Looking forward in science often requires looking back, evaluating trends to extrapolate future outcomes. A classic case is Moore's Law, which predicts that the density of components on an integrated circuit will double every 24 months. The estimate has helped guide many developments in the computer industry.
In a new study, Rolf Halden, PhD, a researcher at Arizona State University's Biodesign Institute, examines the trajectory of chemicals appearing as emergent threats to human or environmental health.
Halden's meta-analysis of 143,000 peer-reviewed research papers tracks the progress of these chemicals of emerging concern or CECs, revealing patters of emergence from obscurity to peak concern and eventual decline, over a span of 30 years.

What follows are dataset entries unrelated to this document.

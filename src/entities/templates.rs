//! Project templates: declarative presets applied once at creation.
//!
//! Each template is a row in a lookup table: input sources, audio buses and
//! the initial preview/program binding. Ids are positional (`input-1`,
//! `bus-1`) so applying a template twice yields identical documents.

use std::fmt;
use std::str::FromStr;

use serde::{Deserialize, Serialize};
use serde_json::{Value, json};

use super::session::Components;
use crate::error::ProjectError;

#[derive(Debug, Clone, Copy, PartialEq, Eq, Hash, Default, Serialize, Deserialize)]
#[serde(rename_all = "kebab-case")]
pub enum ProjectTemplate {
    #[default]
    Blank,
    News,
    TalkShow,
    Podcast,
    Gaming,
    Concert,
    ProductDemo,
    Webinar,
    Interview,
}

#[derive(Debug, Clone, Copy, PartialEq, Eq)]
pub enum SourceKind {
    Camera,
    ScreenCapture,
}

impl SourceKind {
    fn as_str(&self) -> &'static str {
        match self {
            SourceKind::Camera => "camera",
            SourceKind::ScreenCapture => "screen-capture",
        }
    }
}

struct Preset {
    inputs: &'static [(&'static str, SourceKind)],
    buses: &'static [&'static str],
    /// Indices into `inputs`
    preview: usize,
    program: usize,
}

use SourceKind::{Camera, ScreenCapture};

const BLANK: Preset = Preset {
    inputs: &[("Camera 1", Camera)],
    buses: &["Master"],
    preview: 0,
    program: 0,
};

const NEWS: Preset = Preset {
    inputs: &[
        ("Anchor Camera", Camera),
        ("Wide Camera", Camera),
        ("Graphics Screen", ScreenCapture),
    ],
    buses: &["Master", "Anchor Mic", "Field Reporter", "Music Bed"],
    preview: 1,
    program: 0,
};

const TALK_SHOW: Preset = Preset {
    inputs: &[
        ("Host Camera", Camera),
        ("Guest Camera", Camera),
        ("Wide Shot", Camera),
    ],
    buses: &["Master", "Host Mic", "Guest Mic", "Audience"],
    preview: 1,
    program: 2,
};

const PODCAST: Preset = Preset {
    inputs: &[("Host Camera", Camera), ("Guest Camera", Camera)],
    buses: &["Master", "Host 1", "Host 2", "Intro Music"],
    preview: 1,
    program: 0,
};

const GAMING: Preset = Preset {
    inputs: &[("Gameplay Capture", ScreenCapture), ("Facecam", Camera)],
    buses: &["Master", "Game Audio", "Microphone", "Alerts"],
    preview: 1,
    program: 0,
};

const CONCERT: Preset = Preset {
    inputs: &[
        ("Stage Left", Camera),
        ("Stage Right", Camera),
        ("Center Wide", Camera),
        ("Crowd Camera", Camera),
    ],
    buses: &["Master", "Stage Mix", "Crowd Mics"],
    preview: 0,
    program: 2,
};

const PRODUCT_DEMO: Preset = Preset {
    inputs: &[
        ("Presenter Camera", Camera),
        ("Product Close-up", Camera),
        ("Screen Capture", ScreenCapture),
    ],
    buses: &["Master", "Presenter Mic", "Demo Audio"],
    preview: 2,
    program: 0,
};

const WEBINAR: Preset = Preset {
    inputs: &[("Presenter Camera", Camera), ("Slides", ScreenCapture)],
    buses: &["Master", "Presenter Mic", "Q&A"],
    preview: 0,
    program: 1,
};

const INTERVIEW: Preset = Preset {
    inputs: &[
        ("Interviewer Camera", Camera),
        ("Guest Camera", Camera),
        ("Two Shot", Camera),
    ],
    buses: &["Master", "Interviewer Mic", "Guest Mic"],
    preview: 1,
    program: 2,
};

impl ProjectTemplate {
    pub const ALL: [ProjectTemplate; 9] = [
        ProjectTemplate::Blank,
        ProjectTemplate::News,
        ProjectTemplate::TalkShow,
        ProjectTemplate::Podcast,
        ProjectTemplate::Gaming,
        ProjectTemplate::Concert,
        ProjectTemplate::ProductDemo,
        ProjectTemplate::Webinar,
        ProjectTemplate::Interview,
    ];

    pub fn name(&self) -> &'static str {
        match self {
            ProjectTemplate::Blank => "blank",
            ProjectTemplate::News => "news",
            ProjectTemplate::TalkShow => "talk-show",
            ProjectTemplate::Podcast => "podcast",
            ProjectTemplate::Gaming => "gaming",
            ProjectTemplate::Concert => "concert",
            ProjectTemplate::ProductDemo => "product-demo",
            ProjectTemplate::Webinar => "webinar",
            ProjectTemplate::Interview => "interview",
        }
    }

    fn preset(&self) -> &'static Preset {
        match self {
            ProjectTemplate::Blank => &BLANK,
            ProjectTemplate::News => &NEWS,
            ProjectTemplate::TalkShow => &TALK_SHOW,
            ProjectTemplate::Podcast => &PODCAST,
            ProjectTemplate::Gaming => &GAMING,
            ProjectTemplate::Concert => &CONCERT,
            ProjectTemplate::ProductDemo => &PRODUCT_DEMO,
            ProjectTemplate::Webinar => &WEBINAR,
            ProjectTemplate::Interview => &INTERVIEW,
        }
    }

    /// Build the four component documents for a fresh project.
    pub fn components(&self) -> Components {
        let preset = self.preset();

        let inputs: Vec<Value> = preset
            .inputs
            .iter()
            .enumerate()
            .map(|(i, (name, kind))| {
                json!({
                    "id": format!("input-{}", i + 1),
                    "name": name,
                    "kind": kind.as_str(),
                })
            })
            .collect();

        let buses: Vec<Value> = preset
            .buses
            .iter()
            .enumerate()
            .map(|(i, name)| {
                json!({
                    "id": format!("bus-{}", i + 1),
                    "name": name,
                    "volume": 1.0,
                    "muted": false,
                })
            })
            .collect();

        Components {
            timeline: json!({ "tracks": [], "markers": [] }),
            routing: json!({
                "inputSources": inputs,
                "previewSourceId": format!("input-{}", preset.preview + 1),
                "programSourceId": format!("input-{}", preset.program + 1),
            }),
            mixer: json!({
                "audioBuses": buses,
                "masterBusId": "bus-1",
            }),
            effects: json!({ "chains": [] }),
        }
    }
}

impl fmt::Display for ProjectTemplate {
    fn fmt(&self, f: &mut fmt::Formatter<'_>) -> fmt::Result {
        f.write_str(self.name())
    }
}

impl FromStr for ProjectTemplate {
    type Err = ProjectError;

    fn from_str(s: &str) -> Result<Self, Self::Err> {
        let wanted = s.trim().to_ascii_lowercase().replace(['_', ' '], "-");
        Self::ALL
            .into_iter()
            .find(|t| t.name() == wanted)
            .ok_or_else(|| ProjectError::UnknownTemplate(s.to_string()))
    }
}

The study reveals that around 14 years typically elapse from the onset of initial safety concerns about a given chemical to the height of concern and appropriate action. This extended timeline implies protracted exposure to CECs for a large number of people.
The research results appear in the current issue of the Journal of Hazardous Materials.

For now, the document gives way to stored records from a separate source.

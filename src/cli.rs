use clap::{Parser, Subcommand};
use std::path::PathBuf;

use crate::entities::{MediaPolicy, ProjectTemplate};

#[cfg(feature = "ffmpeg")]
const MEDIA_BACKEND: &str = "playa-ffmpeg 8.0 (static)";
#[cfg(not(feature = "ffmpeg"))]
const MEDIA_BACKEND: &str = "built-in (WAV durations, placeholder video thumbnails)";

// Build version with backend info
const VERSION_INFO: &str = const_format::concatcp!(
    env!("CARGO_PKG_VERSION"), "\n",
    "Schema: ", crate::entities::CURRENT_SCHEMA_VERSION, "\n",
    "Media:  ", MEDIA_BACKEND, "\n",
    "Target: ", std::env::consts::ARCH, "-", std::env::consts::OS
);

/// Live-production project packages: create, inspect, import media, version
#[derive(Parser, Debug)]
#[command(author, version = VERSION_INFO, about, long_about = None)]
pub struct Args {
    #[command(subcommand)]
    pub command: Command,

    /// Enable debug logging to file (default: vvstudio.log in the data directory)
    #[arg(short = 'l', long = "log", value_name = "LOG_FILE", global = true)]
    pub log_file: Option<Option<PathBuf>>,

    /// Increase logging verbosity (default: warn, -v: info, -vv: debug, -vvv+: trace)
    #[arg(short = 'v', long = "verbose", action = clap::ArgAction::Count, global = true)]
    pub verbosity: u8,

    /// Custom configuration directory (overrides default platform paths)
    #[arg(short = 'c', long = "config-dir", value_name = "DIR", global = true)]
    pub config_dir: Option<PathBuf>,
}

#[derive(Subcommand, Debug)]
pub enum Command {
    /// Create a new project package from a template
    Create {
        title: String,

        /// Starting layout (see `templates`)
        #[arg(short = 't', long, default_value = "blank")]
        template: ProjectTemplate,

        /// copy or link (default from settings)
        #[arg(short = 'm', long = "media-policy", value_name = "POLICY")]
        media_policy: Option<MediaPolicy>,

        /// Parent directory of the package
        #[arg(short = 'd', long = "dir", value_name = "DIR", default_value = ".")]
        directory: PathBuf,
    },

    /// Show manifest, media and version summary of a package
    Info {
        #[arg(value_name = "PROJECT")]
        project: PathBuf,
    },

    /// Import media files using the project's media policy
    Import {
        #[arg(value_name = "PROJECT")]
        project: PathBuf,

        #[arg(value_name = "FILE", required = true)]
        files: Vec<PathBuf>,
    },

    /// Copy every linked media file into the package
    Collect {
        #[arg(value_name = "PROJECT")]
        project: PathBuf,
    },

    /// Copy a package under a new title and identity
    Duplicate {
        #[arg(value_name = "PROJECT")]
        project: PathBuf,

        title: String,

        /// Destination directory (default: next to the source)
        #[arg(short = 'd', long = "dir", value_name = "DIR")]
        directory: Option<PathBuf>,
    },

    /// Move a package to the trash directory
    Delete {
        #[arg(value_name = "PROJECT")]
        project: PathBuf,
    },

    /// List saved versions of a package
    Versions {
        #[arg(value_name = "PROJECT")]
        project: PathBuf,
    },

    /// Restore a saved version and save it as the current state
    Restore {
        #[arg(value_name = "PROJECT")]
        project: PathBuf,

        #[arg(value_name = "N")]
        version: u64,
    },

    /// List available project templates
    Templates,
}

#[cfg(test)]
mod tests {
    use super::*;

    #[test]
    fn test_parse_create() {
        let args = Args::try_parse_from([
            "vvstudio", "-vv", "create", "My Show", "--template", "talk_show", "-m", "link",
        ])
        .unwrap();
        assert_eq!(args.verbosity, 2);
        match args.command {
            Command::Create {
                title,
                template,
                media_policy,
                directory,
            } => {
                assert_eq!(title, "My Show");
                assert_eq!(template, ProjectTemplate::TalkShow);
                assert_eq!(media_policy, Some(MediaPolicy::Link));
                assert_eq!(directory, PathBuf::from("."));
            }
            other => panic!("unexpected {:?}", other),
        }
    }

    #[test]
    fn test_import_requires_files() {
        assert!(Args::try_parse_from(["vvstudio", "import", "a.vvproj"]).is_err());
        assert!(Args::try_parse_from(["vvstudio", "create", "x", "-t", "opera"]).is_err());
    }
}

"To better protect human health and the environment, it is desirable to decrease both the number of CECs entering commerce and the time required to take action," says the study's author.

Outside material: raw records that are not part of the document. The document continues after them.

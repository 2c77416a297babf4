//! Core engine modules - background work and cancellation
//!
//! Independent of any particular project; the store and the media resolver
//! build on these.

pub mod cancel;
pub mod workers;

pub use cancel::CancelToken;
pub use workers::BackgroundQueue;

Halden is the director of Biodesign's Center for Environmental Security, whose primary focus is "to protect human health and critical ecosystems by detecting, minimizing and ultimately eliminating harmful chemical and biological agents through early detection and engineering interventions."
In past research, his group has evaluated a broad range of common chemicals and assessed their human and environmental impact, including antimicrobial chemicals in personal care products, plastics (and chemicals involved in their fabrication), tobacco, brominated flame retardants and fluorinated synthetic chemicals on prenatal and postnatal health.
Modern society has grown to depend on an ever-growing welter of chemicals. So many are produced and used each year, that preliminary safety testing for human and environmental effects is often inadequate. Unsurprisingly, some of these chemicals return to cause problems, in some cases, severe.
Rolf Halden is the director of ASU's Center for Environmental Security, a joint center supported by the Biodesign Institute and the Security and Defense Systems Initiative. Halden is also a professor in n the Ira A. Fulton Schools of Engineering, School of Sustainable Engineering and the Built Environment and Senior Sustainability Scientist, Global Institute of Sustainability.
(Photo Credit: The Biodesign Institute at Arizona State University)
Global industrialization has placed unprecedented stresses on the environment, with a corresponding impact on human health. Worldwide, at least one quarter of all human diseases are believed to have an environmental component and CECs represent an important factor contributing to environmentally related disease etiology. More than 40,000 harmful substances are currently ranked as CECs and around six new compounds of CEC potential are being added to the world's chemical inventory each day.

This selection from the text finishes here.